> Camper-Weltreise im T3 Syncro – große Rettungsmission

Abgestürzt in den Pyrenäen – spektakuläre Bulli-Rettungsmission

10.01.2024

Was bisher geschah: Nach über 15 Monaten on the Road, von Norwegen bis in die Westsahara, unzähligen tollen Momenten und Begegnungen, hat sich „die heile Welt“ innerhalb von 15 Sekunden gewendet – und der Bulli liegt abgestürzt in steiler Hanglage.

Ich war mit einem Bekannten für ein paar Tage in den Pyrenäen unterwegs. Bis zu besagtem Tage. An einem der höchsten Punkte der Pyrenäen parkte ich den Horst, zog die Handbremse und stieg aus, um ein paar Fotos zu machen. Nach ein paar Minuten schrie Marc plötzlich: „Reneeee! Der Horst ….“ Ich drehte mich um und sah, wie Horst sich langsam in Bewegung setzte.

Er rollte über die Straße, schlug dann Richtung Hang ein, um sich Sekunden später in Richtung Abgrund zu verabschieden. Da lag er nun, 250 Meter weiter und 50 Höhenmeter tiefer, nach zweifachem Überschlag in steiler Hanglage. Aus nicht nachvollziehbaren Gründen war er einfach losgerollt. Was zuvor 15 Monate meine rollende Wohnung war, war nun in weniger als 15 Sekunden weg.

Nach 15 Monaten mit befreundetem Syncro-Fahrer Marc in den Pyrenäen wendet sich das Blatt in nur 15 Sekunden. Aus nicht nachvollziehbaren Gründen rollt der Bulli „Horst“ los und kommt erst 250 Metern und nach doppeltem Überschlag wieder zum Stehen.
Foto: Freitag

Abgestürzt in den Pyrenäen

Nach so viel Arbeit beim Aufbau und so vielen Erlebnissen während der Reise, hat man schon eine gewisse Bindung und es ist nicht einfach nur ein Auto. Es war ein ziemlich irrealer Moment. Zumal in dem Wagen alles drin war, was ich besaß – Kleidung, Medikamente, die ich wegen einer chronischen Erkrankung dringend brauche, Fotoequipment, Festplatten mit allen Fotos der Reise, Dokumente usw.

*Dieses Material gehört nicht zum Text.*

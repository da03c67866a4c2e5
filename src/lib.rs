// textsim - Multi-metric text similarity engine
// Library exports

pub mod compare; // Result aggregation and degraded-mode fallback
pub mod config;
pub mod errors;
pub mod metrics; // Lexical and TF-IDF vector metrics
pub mod oracle; // Semantic oracle providers and output parsing
pub mod server; // HTTP transport
pub mod text;

pub use compare::{compare, CompareConfig, Comparator, ComparisonResult};
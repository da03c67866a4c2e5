// textsim - Multi-metric text similarity engine
// Main entry point

use anyhow::{bail, Result};
use clap::Parser;
use std::path::{Path, PathBuf};

use textsim::compare::Comparator;
use textsim::config::{load_config, Config};
use textsim::errors::{api_key_missing_message, UserFriendlyError};
use textsim::oracle::create_oracle;
use textsim::server::CompareServer;
use tracing_subscriber::prelude::*;

#[derive(Parser, Debug)]
#[command(name = "textsim")]
#[command(about = "Compare two texts with lexical, vector and AI semantic metrics", version)]
struct Args {
    /// Run mode
    #[command(subcommand)]
    command: Command,

    /// Path to config.toml (default: ~/.textsim/config.toml)
    #[arg(long, global = true)]
    config: Option<PathBuf>,
}

#[derive(Parser, Debug)]
enum Command {
    /// Run HTTP server
    Serve {
        /// Bind address (overrides config)
        #[arg(long)]
        bind: Option<String>,
    },
    /// Compare two texts once and print the result as JSON
    Compare {
        /// The texts to compare (omit whichever comes from --file-a/--file-b)
        #[arg(num_args = 0..=2)]
        texts: Vec<String>,

        /// Read the first text from a file
        #[arg(long = "file-a")]
        file_a: Option<PathBuf>,

        /// Read the second text from a file
        #[arg(long = "file-b")]
        file_b: Option<PathBuf>,

        /// Skip the semantic oracle
        #[arg(long = "no-oracle")]
        no_oracle: bool,

        /// Oracle timeout in milliseconds (overrides config)
        #[arg(long = "timeout-ms")]
        timeout_ms: Option<u64>,

        /// Pretty-print the JSON output
        #[arg(long)]
        pretty: bool,
    },
}

#[tokio::main]
async fn main() -> Result<()> {
    init_tracing();

    let args = Args::parse();
    let mut config = load_config(args.config.as_deref())?;

    match args.command {
        Command::Serve { bind } => {
            if let Some(bind) = bind {
                config.server.bind_address = bind;
            }
            run_server(config).await
        }
        Command::Compare {
            texts,
            file_a,
            file_b,
            no_oracle,
            timeout_ms,
            pretty,
        } => {
            if no_oracle {
                config.compare.enable_semantic_oracle = false;
            }
            if let Some(timeout_ms) = timeout_ms {
                config.compare.oracle_timeout_ms = timeout_ms;
            }

            let mut positional = texts.into_iter();
            let text_a = read_input(file_a.as_deref(), &mut positional, "first")?;
            let text_b = read_input(file_b.as_deref(), &mut positional, "second")?;
            if positional.next().is_some() {
                bail!("Too many texts: pass two texts, or one text plus --file-a/--file-b");
            }
            run_compare(config, &text_a, &text_b, pretty).await
        }
    }
}

/// Initialize tracing on stderr so stdout stays clean for JSON output
fn init_tracing() {
    // Default: INFO level, can be overridden with RUST_LOG env var
    let env_filter = tracing_subscriber::EnvFilter::try_from_default_env()
        .unwrap_or_else(|_| tracing_subscriber::EnvFilter::new("info"));

    let fmt_layer = tracing_subscriber::fmt::layer().with_writer(std::io::stderr);

    tracing_subscriber::registry()
        .with(env_filter)
        .with(fmt_layer)
        .init();

    // Bridge log crate → tracing (for dependencies using log crate)
    tracing_log::LogTracer::init().ok();
}

fn build_comparator(config: &Config) -> Result<Comparator> {
    let oracle = if config.compare.enable_semantic_oracle {
        let oracle = create_oracle(&config.oracle)?;
        if oracle.is_none() {
            tracing::warn!(
                "{}",
                api_key_missing_message(&config.oracle.provider, config.oracle.api_key_env_var())
            );
        }
        oracle
    } else {
        None
    };

    Ok(Comparator::new(config.compare.clone(), oracle))
}

async fn run_server(config: Config) -> Result<()> {
    let comparator = build_comparator(&config)?;
    CompareServer::new(config.server.clone(), comparator)
        .serve()
        .await
}

async fn run_compare(config: Config, text_a: &str, text_b: &str, pretty: bool) -> Result<()> {
    let comparator = build_comparator(&config)?;
    let result = comparator.compare(text_a, text_b).await;

    let json = if pretty {
        serde_json::to_string_pretty(&result)?
    } else {
        serde_json::to_string(&result)?
    };
    println!("{}", json);
    Ok(())
}

/// Text from a file when one was given, otherwise the next positional argument
fn read_input(
    file: Option<&Path>,
    positional: &mut impl Iterator<Item = String>,
    which: &str,
) -> Result<String> {
    if let Some(path) = file {
        return std::fs::read_to_string(path)
            .map_err(anyhow::Error::from)
            .user_context_with_suggestion(
                &format!("Could not read the {} text from {}", which, path.display()),
                "Check that the file exists and is UTF-8 text",
            );
    }

    match positional.next() {
        Some(text) => Ok(text),
        None => bail!(
            "Missing the {} text (pass it as an argument or with --file-a/--file-b)",
            which
        ),
    }
}
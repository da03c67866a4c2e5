// Configuration module
// Public interface for configuration loading

mod loader;
mod settings;

pub use loader::{apply_env_overrides, default_config_path, load_config, parse_config};
pub use settings::{Config, OracleSettings, ServerConfig};
// Shared HTTP plumbing for oracle providers

use std::time::Duration;

use reqwest::{Client, RequestBuilder};
use serde::de::DeserializeOwned;

use super::OracleError;

/// Build a client with a transport-level timeout
pub(crate) fn build_client(timeout: Duration) -> anyhow::Result<Client> {
    use anyhow::Context;

    Client::builder()
        .timeout(timeout)
        .build()
        .context("Failed to create HTTP client")
}

/// Send a prepared request once and decode the JSON body
///
/// Non-success statuses and transport failures are classified into `OracleError`.
pub(crate) async fn send_json<T: DeserializeOwned>(
    provider: &str,
    request: RequestBuilder,
) -> Result<T, OracleError> {
    let response = request.send().await.map_err(|e| {
        tracing::warn!(provider, error = %e, "Oracle request failed to send");
        OracleError::from_transport(e)
    })?;

    let status = response.status();
    if !status.is_success() {
        let body = response.text().await.unwrap_or_default();
        let err = OracleError::from_status(status, &body);
        tracing::warn!(provider, status = status.as_u16(), kind = err.kind(), "Oracle request rejected");
        return Err(err);
    }

    let body = response.text().await.map_err(OracleError::from_transport)?;
    serde_json::from_str(&body).map_err(|e| {
        tracing::warn!(provider, error = %e, "Oracle response body did not decode");
        OracleError::MalformedResponse(format!("{} response: {}", provider, e))
    })
}
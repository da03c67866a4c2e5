// Oracle output parser
//
// The model is asked for JSON but nothing enforces it. Each field is recovered
// on its own: first from an embedded JSON object, then from labelled text
// ("Themes in Text 1: ...", "Similarity score: 82%", numbered suggestion
// lists). A field that cannot be found stays unavailable without affecting the
// others.

use once_cell::sync::Lazy;
use regex::Regex;
use serde_json::{Map, Value};

use super::types::{Availability, OracleResponse};

/// Score keyword, whole words only ("similarity_score" yes, "dissimilarity" no)
const SCORE_LABEL: &str =
    r"\b(?:semantic[ _-]?similarity(?:[ _-]?score)?|similarity[ _-]?score|similarity|score)\b";

/// Optional range hint after the label: "(0-1)", "(0.0 to 1.0)", "(overall)",
/// "from 0 to 1", "on a scale of 0 to 1"
const RANGE_HINT: &str = r"(?:\s*\((?:\s*\d+(?:\.\d+)?\s*(?:-|–|to)\s*\d+(?:\.\d+)?\s*|[^)\d]*)\)|\s+(?:from|between|on\s+a\s+scale\s+of)\s+\d+(?:\.\d+)?\s*(?:-|–|to|and)\s*\d+(?:\.\d+)?)?";

/// The number plus an optional "%", "/N" or "out of N"
const SCORE_VALUE: &str =
    r"(\d+(?:\.\d+)?|\.\d+)(?:\s*(%|/\s*\d+(?:\.\d+)?|out\s+of\s+\d+(?:\.\d+)?))?";

/// "Similarity score: 0.82", "**Semantic Similarity (0.0 to 1.0):** 82%", "score = 4/5"
static SCORE_REGEX: Lazy<Regex> = Lazy::new(|| {
    Regex::new(&format!(
        r#"(?i){SCORE_LABEL}{RANGE_HINT}[\s*"'`]*[:=][\s*"'`]*{SCORE_VALUE}"#
    ))
    .expect("Failed to compile score regex")
});

/// Unpunctuated form: "similarity is about 0.8", "overall score 4/5"
///
/// At least one separator before the number, so digits of a range hint can
/// never be split into a score. The word after the number is captured so prose
/// like "similarity of 3 themes" can be told apart from a score.
static LOOSE_SCORE_REGEX: Lazy<Regex> = Lazy::new(|| {
    Regex::new(&format!(
        r#"(?i){SCORE_LABEL}{RANGE_HINT}(?:\s+(?:is|of|at|about|around|approximately|roughly)\b)*[\s*"'`\-–]+{SCORE_VALUE}[ \t]*([a-z]+)?"#
    ))
    .expect("Failed to compile loose score regex")
});

/// Words that may follow a loose score without turning it into a count
const SCORE_FOLLOWERS: &[&str] = &[
    "and", "as", "because", "given", "indicates", "indicating", "meaning", "overall",
    "reflecting", "showing", "shows", "since", "suggesting", "suggests", "which", "with",
];

static THEMES_TEXT1_REGEX: Lazy<Regex> = Lazy::new(|| theme_label("1|one|a"));
static THEMES_TEXT2_REGEX: Lazy<Regex> = Lazy::new(|| theme_label("2|two|b"));

static STYLE_REGEX: Lazy<Regex> = Lazy::new(|| {
    label(r"(?:writing\s+)?styles?(?:\s+comparison)?\b")
});

static SUGGESTIONS_REGEX: Lazy<Regex> = Lazy::new(|| {
    label(r"(?:improvement\s+)?suggestions?(?:\s+for\s+improvement)?\b|recommendations?\b")
});

static INSIGHTS_REGEX: Lazy<Regex> = Lazy::new(|| label(r"(?:key\s+)?insights?\b"));

static DIFFERENCES_REGEX: Lazy<Regex> = Lazy::new(|| label(r"(?:key\s+)?differences?\b"));

/// Bullet or numbered list item: "- foo", "* foo", "• foo", "1. foo", "2) foo"
static BULLET_REGEX: Lazy<Regex> = Lazy::new(|| {
    Regex::new(r"^\s*(?:[-*•]|\d+[.)])\s+(.+)$").expect("Failed to compile bullet regex")
});

/// Label at the start of a line, allowing markdown/bullet decoration and a numbered prefix
fn label(names: &str) -> Regex {
    Regex::new(&format!(
        r"(?i)^[\s*#>\-]*(?:\d+[.)]\s*)?\**\s*(?:{names})\s*\**\s*[:\-–]?\s*\**"
    ))
    .expect("Failed to compile label regex")
}

/// "Themes in Text 1:", "Main topics (text one):", "Text 1 themes -"
fn theme_label(index: &str) -> Regex {
    let themes = r"(?:main\s+|key\s+)?(?:themes?|topics?)";
    label(&format!(
        r"{themes}\s+(?:in|of|for)\s+text\s*(?:{index})\b|{themes}\s*\(\s*text\s*(?:{index})\s*\)|text\s*(?:{index})\s+{themes}\b"
    ))
}

/// Parse raw oracle output into an `OracleResponse`
///
/// Never fails: unrecoverable fields are marked unavailable.
pub fn parse_oracle_output(raw: &str) -> OracleResponse {
    let from_json = extract_json_object(raw)
        .map(|object| parse_json_fields(&object))
        .unwrap_or_default();

    let from_text = OracleResponse {
        semantic_similarity: score_from_text(raw).into(),
        themes_text1: list_section(raw, &THEMES_TEXT1_REGEX).into(),
        themes_text2: list_section(raw, &THEMES_TEXT2_REGEX).into(),
        writing_style_comparison: prose_section(raw, &STYLE_REGEX).into(),
        suggestions: list_section(raw, &SUGGESTIONS_REGEX).into(),
        insights: prose_section(raw, &INSIGHTS_REGEX).into(),
        key_differences: prose_section(raw, &DIFFERENCES_REGEX).into(),
    };

    let response = OracleResponse {
        semantic_similarity: from_json.semantic_similarity.or(from_text.semantic_similarity),
        themes_text1: from_json.themes_text1.or(from_text.themes_text1),
        themes_text2: from_json.themes_text2.or(from_text.themes_text2),
        writing_style_comparison: from_json
            .writing_style_comparison
            .or(from_text.writing_style_comparison),
        suggestions: from_json.suggestions.or(from_text.suggestions),
        insights: from_json.insights.or(from_text.insights),
        key_differences: from_json.key_differences.or(from_text.key_differences),
    };

    if !response.has_content() {
        tracing::warn!(len = raw.len(), "Nothing recoverable in oracle output");
    } else if !response.semantic_similarity.is_available() {
        tracing::debug!("Oracle output has no recognizable score");
    }

    response
}

/// Decode the outermost `{ ... }` span, if it is a JSON object
fn extract_json_object(raw: &str) -> Option<Map<String, Value>> {
    let start = raw.find('{')?;
    let end = raw.rfind('}')?;
    if end <= start {
        return None;
    }

    match serde_json::from_str::<Value>(&raw[start..=end]) {
        Ok(Value::Object(map)) => Some(map),
        Ok(_) => None,
        Err(e) => {
            tracing::debug!("Embedded JSON did not parse: {}", e);
            None
        }
    }
}

fn parse_json_fields(object: &Map<String, Value>) -> OracleResponse {
    let field = |names: &[&str]| names.iter().find_map(|name| object.get(*name));

    OracleResponse {
        semantic_similarity: field(&["semantic_similarity", "similarity_score", "similarity", "score"])
            .and_then(json_score)
            .into(),
        themes_text1: field(&["themes_text1", "themes_text_1", "text1_themes"])
            .and_then(json_list)
            .into(),
        themes_text2: field(&["themes_text2", "themes_text_2", "text2_themes"])
            .and_then(json_list)
            .into(),
        writing_style_comparison: field(&["writing_style_comparison", "style_comparison", "writing_style"])
            .and_then(json_text)
            .into(),
        suggestions: field(&["suggestions", "improvement_suggestions"])
            .and_then(json_list)
            .into(),
        insights: field(&["insights"]).and_then(json_text).into(),
        key_differences: field(&["key_differences", "differences"])
            .and_then(json_text)
            .into(),
    }
}

fn json_score(value: &Value) -> Option<f64> {
    match value {
        Value::Number(n) => n.as_f64().and_then(|v| normalize_score(v, None)),
        Value::String(s) => score_from_text(&format!("score: {}", s)),
        _ => None,
    }
}

fn json_list(value: &Value) -> Option<Vec<String>> {
    let items: Vec<String> = match value {
        Value::Array(values) => values
            .iter()
            .filter_map(|v| match v {
                Value::String(s) => Some(clean_item(s)),
                Value::Null => None,
                other => Some(other.to_string()),
            })
            .collect(),
        Value::String(s) => split_items(s),
        _ => return None,
    };

    let items: Vec<String> = items.into_iter().filter(|s| !s.is_empty()).collect();
    (!items.is_empty()).then_some(items)
}

fn json_text(value: &Value) -> Option<String> {
    match value {
        Value::String(s) => {
            let s = s.trim();
            (!s.is_empty()).then(|| s.to_string())
        }
        Value::Array(_) => json_list(value).map(|items| items.join("; ")),
        _ => None,
    }
}

/// Labelled score in free text
///
/// A number after ":" or "=" wins over one that merely follows the label.
fn score_from_text(raw: &str) -> Option<f64> {
    SCORE_REGEX
        .captures_iter(raw)
        .find_map(|caps| score_from_captures(&caps))
        .or_else(|| {
            LOOSE_SCORE_REGEX.captures_iter(raw).find_map(|caps| {
                if let Some(word) = caps.get(3) {
                    let word = word.as_str().to_lowercase();
                    if !SCORE_FOLLOWERS.contains(&word.as_str()) {
                        return None;
                    }
                }
                score_from_captures(&caps)
            })
        })
}

fn score_from_captures(caps: &regex::Captures<'_>) -> Option<f64> {
    let value: f64 = caps.get(1)?.as_str().parse().ok()?;
    normalize_score(value, caps.get(2).map(|m| m.as_str()))
}

/// Map a raw number onto [0, 1]
///
/// `%` reads as a percentage, "x/N" and "x out of N" divide by N; anything
/// else is clamped.
fn normalize_score(value: f64, suffix: Option<&str>) -> Option<f64> {
    if !value.is_finite() {
        return None;
    }

    let scaled = match suffix.map(str::trim) {
        None => value,
        Some("%") => value / 100.0,
        Some(fraction) => {
            let denominator: f64 = fraction
                .trim_start_matches(|c: char| !c.is_ascii_digit() && c != '.')
                .parse()
                .ok()?;
            if denominator <= 0.0 {
                return None;
            }
            value / denominator
        }
    };

    Some(scaled.clamp(0.0, 1.0))
}

/// Text following a label: the rest of its line plus the lines under it
struct Section {
    inline: String,
    body: Vec<String>,
}

fn find_section(raw: &str, label: &Regex) -> Option<Section> {
    let lines: Vec<&str> = raw.lines().collect();

    for (idx, line) in lines.iter().enumerate() {
        let Some(m) = label.find(line) else {
            continue;
        };

        let inline = line[m.end()..].trim().trim_matches('*').trim().to_string();

        let mut body = Vec::new();
        let mut in_list = false;
        for next in lines.iter().skip(idx + 1) {
            let trimmed = next.trim();
            if trimmed.is_empty() {
                if body.is_empty() {
                    continue;
                }
                break;
            }

            let is_bullet = BULLET_REGEX.is_match(next);
            if body.is_empty() {
                in_list = is_bullet;
            } else if in_list != is_bullet {
                break;
            }
            // Another heading
            if !in_list && trimmed.ends_with(':') {
                break;
            }
            body.push(trimmed.to_string());
        }

        return Some(Section { inline, body });
    }

    None
}

fn list_section(raw: &str, label: &Regex) -> Option<Vec<String>> {
    let section = find_section(raw, label)?;

    let items = if !section.inline.is_empty() {
        split_items(&section.inline)
    } else {
        section
            .body
            .iter()
            .map(|line| match BULLET_REGEX.captures(line) {
                Some(caps) => clean_item(&caps[1]),
                None => clean_item(line),
            })
            .collect()
    };

    let items: Vec<String> = items.into_iter().filter(|s| !s.is_empty()).collect();
    (!items.is_empty()).then_some(items)
}

fn prose_section(raw: &str, label: &Regex) -> Option<String> {
    let section = find_section(raw, label)?;

    let text = if !section.inline.is_empty() {
        section.inline
    } else {
        section.body.join(" ")
    };

    let text = text.trim().to_string();
    (!text.is_empty()).then_some(text)
}

/// Split "a, b; c" or a multi-line numbered list into items
fn split_items(text: &str) -> Vec<String> {
    let lines: Vec<&str> = text.lines().filter(|l| !l.trim().is_empty()).collect();
    if lines.len() > 1 {
        return lines
            .iter()
            .map(|line| match BULLET_REGEX.captures(line) {
                Some(caps) => clean_item(&caps[1]),
                None => clean_item(line),
            })
            .collect();
    }

    text.split([',', ';']).map(clean_item).collect()
}

fn clean_item(item: &str) -> String {
    item.trim()
        .trim_matches(|c: char| c == '*' || c == '"' || c == '`')
        .trim()
        .trim_end_matches('.')
        .to_string()
}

In relativ steiler Hanglage mit viel Geröll liegt der abgestürzte Hort.
Foto: Freitag

Da der Abhang in diesem Bereich nicht so extrem steil war, konnten wir zum Fahrzeug hinuntergehen. Front- und Seitenscheibe hatten sich verabschiedet und die Heckklappe stand weit offen. Somit lagen einige meiner Habseligkeiten weit verstreut am Hang, welche wir dann einsammelten.

Zum Glück waren es die für mich relevantesten Dinge wie mein Laptop mit einem Teil der Fotos und meine notwendigen Medikamente. In den Wagen selbst haben wir uns nicht getraut. In der Hanglage mit grobem Geröll und einer Sicht bis ins Tal wäre das in der Situation ein unnötiges Risiko gewesen.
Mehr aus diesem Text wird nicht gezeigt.